Coincidences

As an eighteen-year-old boy Don Crompton got a summer job working for the U.S. Forest Service outside Buhl, Idaho.  The following summer his supervisor made him the crew boss over two other young men.

The three young men lived in a cabin nestled in a deep, V-shaped valley.  Each morning by the time the sun came up over the ridge and bathed the cabin in sunshine, the three men were already out of the cabin and hard at work.

One morning, however, Don awoke to find the sun shining in his face through the window.  His mind said, “Oh, no, we’ve slept in!  I’ve got to get up.”  His body, however, wouldn’t respond.  Try as he might he could move neither his arms nor legs.  A wave of panic swept over him which provided just enough adrenaline to enable him to roll out of bed.  Hitting the floor provided enough additional adrenaline to give him the strength to crawl and pull himself to the door.

As he laid outside recovering in the fresh air he realized that his friends were still inside the cabin and in the same condition he’d been in.  He crawled back inside and drug both young men out into the open.

A gas leak had occurred.  All three young men had been just minutes away from succumbing.  But for the timely arrival of the sun and for Don’s mental and physical exertions, they would have perished.  Don said that his head throbbed all that day.

A few years later Don was working on a construction crew.  His coworkers were rough, crude, and unpleasant to be around.  The job was tough to endure.

One day during the lunch break Don went to a nearby park to eat alone, and to find a reprieve from his coarse companions.  With purpose he chose to sit at an unoccupied picnic table with no one else nearby.  A few minutes later, however, he found himself feeling irritated as his solitude was invaded by a man who seated himself at the other end of the table and began eating his own lunch.  His irritation only grew as the man began making unpleasant sounds.

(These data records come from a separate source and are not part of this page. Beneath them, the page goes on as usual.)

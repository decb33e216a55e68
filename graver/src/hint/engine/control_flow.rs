//! Branching, jumps, calls and definitions.

use super::{
    super::{
        call_stack::CallRecord,
        definition::Definition,
        opcodes as op,
        HintErrorKind,
    },
    skip_instruction, Engine, OpResult,
};

impl Engine<'_> {
    /// IF (0x58): a false condition skips to the matching ELSE or EIF,
    /// honoring nesting and stepping over push payloads.
    pub(super) fn op_if(&mut self) -> OpResult {
        if self.value_stack.pop()? != 0 {
            return Ok(());
        }
        let bytecode = self.programs[self.program as usize];
        let mut depth = 1u32;
        let mut pc = self.pc;
        loop {
            let (opcode, next) = skip_instruction(bytecode, pc)?;
            pc = next;
            match opcode {
                op::IF => depth += 1,
                op::ELSE if depth == 1 => break,
                op::EIF => {
                    depth -= 1;
                    if depth == 0 {
                        break;
                    }
                }
                _ => {}
            }
        }
        self.pc = pc;
        Ok(())
    }

    /// ELSE (0x1B): reached only after a taken branch; skips its body.
    pub(super) fn op_else(&mut self) -> OpResult {
        let bytecode = self.programs[self.program as usize];
        let mut depth = 1u32;
        let mut pc = self.pc;
        loop {
            let (opcode, next) = skip_instruction(bytecode, pc)?;
            pc = next;
            match opcode {
                op::IF => depth += 1,
                op::EIF => {
                    depth -= 1;
                    if depth == 0 {
                        break;
                    }
                }
                _ => {}
            }
        }
        self.pc = pc;
        Ok(())
    }

    /// JMPR (0x1C)
    pub(super) fn op_jmpr(&mut self, ins_pc: usize) -> OpResult {
        let offset = self.value_stack.pop()?;
        self.jump(ins_pc, offset)
    }

    /// JROT (0x78)
    pub(super) fn op_jrot(&mut self, ins_pc: usize) -> OpResult {
        let condition = self.value_stack.pop()?;
        let offset = self.value_stack.pop()?;
        if condition != 0 {
            self.jump(ins_pc, offset)?;
        }
        Ok(())
    }

    /// JROF (0x79)
    pub(super) fn op_jrof(&mut self, ins_pc: usize) -> OpResult {
        let condition = self.value_stack.pop()?;
        let offset = self.value_stack.pop()?;
        if condition == 0 {
            self.jump(ins_pc, offset)?;
        }
        Ok(())
    }

    fn jump(&mut self, ins_pc: usize, offset: i32) -> OpResult {
        // An offset of zero re-executes the jump forever.
        if offset == 0 {
            return Err(HintErrorKind::InvalidJump);
        }
        let target = ins_pc as i64 + offset as i64;
        let limit = self.programs[self.program as usize].len() as i64;
        if !(0..=limit).contains(&target) {
            return Err(HintErrorKind::InvalidJump);
        }
        // Inside a function body, jumping past the ENDF would leak out
        // of the definition.
        if let Some(record) = self.call_stack.peek_mut() {
            if target > record.definition.end as i64 {
                return Err(HintErrorKind::InvalidJump);
            }
        }
        self.pc = target as usize;
        Ok(())
    }

    /// CALL (0x2B)
    pub(super) fn op_call(&mut self) -> OpResult {
        let key = self.value_stack.pop()?;
        let definition = self.functions.get(key)?;
        self.invoke(definition, 1)
    }

    /// LOOPCALL (0x2A): calls a function a counted number of times. A
    /// non-positive count is a no-op.
    pub(super) fn op_loopcall(&mut self) -> OpResult {
        let key = self.value_stack.pop()?;
        let count = self.value_stack.pop()?;
        if count <= 0 {
            return Ok(());
        }
        let definition = self.functions.get(key)?;
        self.invoke(definition, count as u32)
    }

    fn invoke(&mut self, definition: Definition, count: u32) -> OpResult {
        self.call_stack.push(CallRecord {
            caller_program: self.program,
            return_pc: self.pc,
            current_count: count,
            definition,
        })?;
        self.program = definition.program;
        self.pc = definition.start as usize;
        Ok(())
    }

    /// ENDF (0x2D): returns from a call, looping back to the function
    /// start while LOOPCALL iterations remain.
    pub(super) fn op_endf(&mut self) -> OpResult {
        let record = self
            .call_stack
            .peek_mut()
            .ok_or(HintErrorKind::CallStackUnderflow)?;
        if record.current_count > 1 {
            record.current_count -= 1;
            self.pc = record.definition.start as usize;
        } else {
            let record = self.call_stack.pop()?;
            self.program = record.caller_program;
            self.pc = record.return_pc;
        }
        Ok(())
    }

    /// FDEF (0x2C)
    pub(super) fn op_fdef(&mut self) -> OpResult {
        let key = self.value_stack.pop()?;
        let (start, end) = self.scan_definition_body()?;
        self.functions.define(
            key,
            Definition {
                program: self.program,
                start,
                end,
                key,
                is_active: true,
            },
        )
    }

    /// IDEF (0x89): binds a body to an otherwise undefined opcode.
    pub(super) fn op_idef(&mut self) -> OpResult {
        let key = self.value_stack.pop()?;
        let (start, end) = self.scan_definition_body()?;
        self.instruction_defs.define(
            key,
            Definition {
                program: self.program,
                start,
                end,
                key,
                is_active: true,
            },
        )
    }

    /// Locates the matching ENDF and leaves the interpreter positioned
    /// after it. Definitions cannot nest and are forbidden in glyph
    /// programs.
    fn scan_definition_body(&mut self) -> Result<(u32, u32), HintErrorKind> {
        if !self.definitions_allowed {
            return Err(HintErrorKind::DefinitionInGlyphProgram);
        }
        let bytecode = self.programs[self.program as usize];
        let start = self.pc as u32;
        let mut pc = self.pc;
        loop {
            let (opcode, next) = skip_instruction(bytecode, pc)?;
            pc = next;
            match opcode {
                op::FDEF | op::IDEF => return Err(HintErrorKind::NestedDefinition),
                op::ENDF => break,
                _ => {}
            }
        }
        self.pc = pc;
        Ok((start, pc as u32))
    }

    /// Opcodes outside the defined set dispatch through the
    /// instruction definition table.
    pub(super) fn op_unknown(&mut self, opcode: u8) -> OpResult {
        match self.instruction_defs.get(opcode as i32) {
            Ok(definition) => self.invoke(definition, 1),
            Err(_) => Err(HintErrorKind::UnhandledOpcode(opcode)),
        }
    }
}

#[cfg(test)]
mod tests {
    use super::super::tests::MockState;
    use crate::hint::{error::HintErrorKind, program::Program};

    #[test]
    fn if_skips_false_branch_with_nesting() {
        let mut state = MockState::new();
        // PUSHB 0; IF; PUSHB 1; IF; EIF; PUSHB 99; ELSE; PUSHB 7; EIF
        let bytecode = [
            0xB0, 0, 0x58, 0xB0, 1, 0x58, 0x59, 0xB0, 99, 0x1B, 0xB0, 7, 0x59,
        ];
        state.engine(&bytecode).run(Program::Glyph).unwrap();
        assert_eq!(state.value_stack.pop().unwrap(), 7);
        assert!(state.value_stack.is_empty());
    }

    #[test]
    fn taken_branch_skips_else_body() {
        let mut state = MockState::new();
        let bytecode = [0xB0, 1, 0x58, 0xB0, 42, 0x1B, 0xB0, 7, 0x59];
        state.engine(&bytecode).run(Program::Glyph).unwrap();
        assert_eq!(state.value_stack.pop().unwrap(), 42);
        assert!(state.value_stack.is_empty());
    }

    #[test]
    fn if_skip_steps_over_push_payloads() {
        let mut state = MockState::new();
        // The false branch contains a PUSHB payload byte 0x59 that
        // must not be mistaken for an EIF.
        let bytecode = [0xB0, 0, 0x58, 0xB0, 0x59, 0x59, 0xB0, 5, 0x59];
        state.engine(&bytecode).run(Program::Glyph).unwrap();
        assert_eq!(state.value_stack.pop().unwrap(), 5);
    }

    #[test]
    fn function_definition_and_call() {
        let mut state = MockState::new();
        // fpgm: PUSHB 0; FDEF; PUSHB 40; ENDF
        let fpgm = [0xB0, 0, 0x2C, 0xB0, 40, 0x2D];
        // glyph: PUSHB 2 0; LOOPCALL function 0 twice
        let glyph = [0xB1, 2, 0, 0x2A];
        let mut engine = state.engine(&[]);
        engine.programs = [&fpgm, &[], &glyph];
        engine.run(Program::Font).unwrap();
        engine.run(Program::Glyph).unwrap();
        assert_eq!(state.value_stack.pop().unwrap(), 40);
        assert_eq!(state.value_stack.pop().unwrap(), 40);
        assert!(state.value_stack.is_empty());
    }

    #[test]
    fn definitions_forbidden_in_glyph_programs() {
        let mut state = MockState::new();
        let bytecode = [0xB0, 0, 0x2C, 0x2D];
        let err = state.engine(&bytecode).run(Program::Glyph).unwrap_err();
        assert_eq!(err.kind, HintErrorKind::DefinitionInGlyphProgram);
    }

    #[test]
    fn recursive_calls_hit_the_call_stack_ceiling() {
        let mut state = MockState::new();
        // Function 0 calls itself.
        let fpgm = [0xB0, 0, 0x2C, 0xB0, 0, 0x2B, 0x2D];
        let glyph = [0xB0, 0, 0x2B];
        let mut engine = state.engine(&[]);
        engine.programs = [&fpgm, &[], &glyph];
        engine.run(Program::Font).unwrap();
        let err = engine.run(Program::Glyph).unwrap_err();
        assert_eq!(err.kind, HintErrorKind::CallStackOverflow);
    }

    #[test]
    fn infinite_jump_exhausts_budget() {
        let mut state = MockState::new();
        // PUSHW -3; JMPR jumps back to the push forever.
        let bytecode = [0xB8, 0xFF, 0xFD, 0x1C];
        let err = state.engine(&bytecode).run(Program::Glyph).unwrap_err();
        assert_eq!(err.kind, HintErrorKind::ExceededExecutionBudget);
    }

    #[test]
    fn undefined_opcode_is_an_error() {
        let mut state = MockState::new();
        let bytecode = [0xA3];
        let err = state.engine(&bytecode).run(Program::Glyph).unwrap_err();
        assert_eq!(err.kind, HintErrorKind::UnhandledOpcode(0xA3));
    }

    #[test]
    fn instruction_definition_binds_an_opcode() {
        let mut state = MockState::new();
        // fpgm: IDEF 0xA3 with body PUSHB 11.
        let fpgm = [0xB0, 0xA3, 0x89, 0xB0, 11, 0x2D];
        let glyph = [0xA3];
        let mut engine = state.engine(&[]);
        engine.programs = [&fpgm, &[], &glyph];
        engine.run(Program::Font).unwrap();
        engine.run(Program::Glyph).unwrap();
        assert_eq!(state.value_stack.pop().unwrap(), 11);
    }
}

Don was ashamed of his own inhumanity and lack of friendliness; but his need to be alone was paramount, so he rose to leave.  As he did so he glanced at the man.  The man was clutching at his throat and looking desperate.  It suddenly became obvious that the awful sounds the man was making were because he was choking and turning purple.  Don sprang to the man’s aid and administered the Heimlich maneuver.  The offending piece of meat popped out of the man’s throat with a sound like a cork being removed from a bottle.

That being accomplished, Don picked up his lunch and was leaving when the man uttered a heartfelt thank you.  “It was nothing,” Don said, and left.

Years later, as an official with the U.S. Forest Service, Don was in a room awaiting the arrival of the executives from the power company with whom he and his associates were to meet.  As they entered, one of them loudly and excitedly exclaimed, “You’re the man!  This is the man!  This is the man who saved my life!”

Don would never have recognized the man he had saved from choking; but contrariwise, Don’s features had been indelibly impressed upon the man’s mind.

A similar thing happened as Don was serving as an emergency medical technician in the little town of Heppner, Oregon.  He received a notice on his radio about an emergency just two doors from his own house.  Rather than reporting to the appointed gathering spot, Don ran straight to the house.  A screaming woman emerged, followed by a staggering man holding his chest.  As Don reached him the man collapsed in his arms.  He was bleeding from a gunshot wound.  Don applied compression to stop the bleeding.  Other help arrived, and the man was sent off to the hospital.

Don asked a doctor how the man would be.  The answer was, “He doesn’t have a chance.”

Don forgot about the incident.

Several years later his tires needed attention.  The technician at the tire shop took one look at Don and said, “You’re the guy who saved my life!”

The last thing a person sees as he’s about to leave this world must make a lasting impression.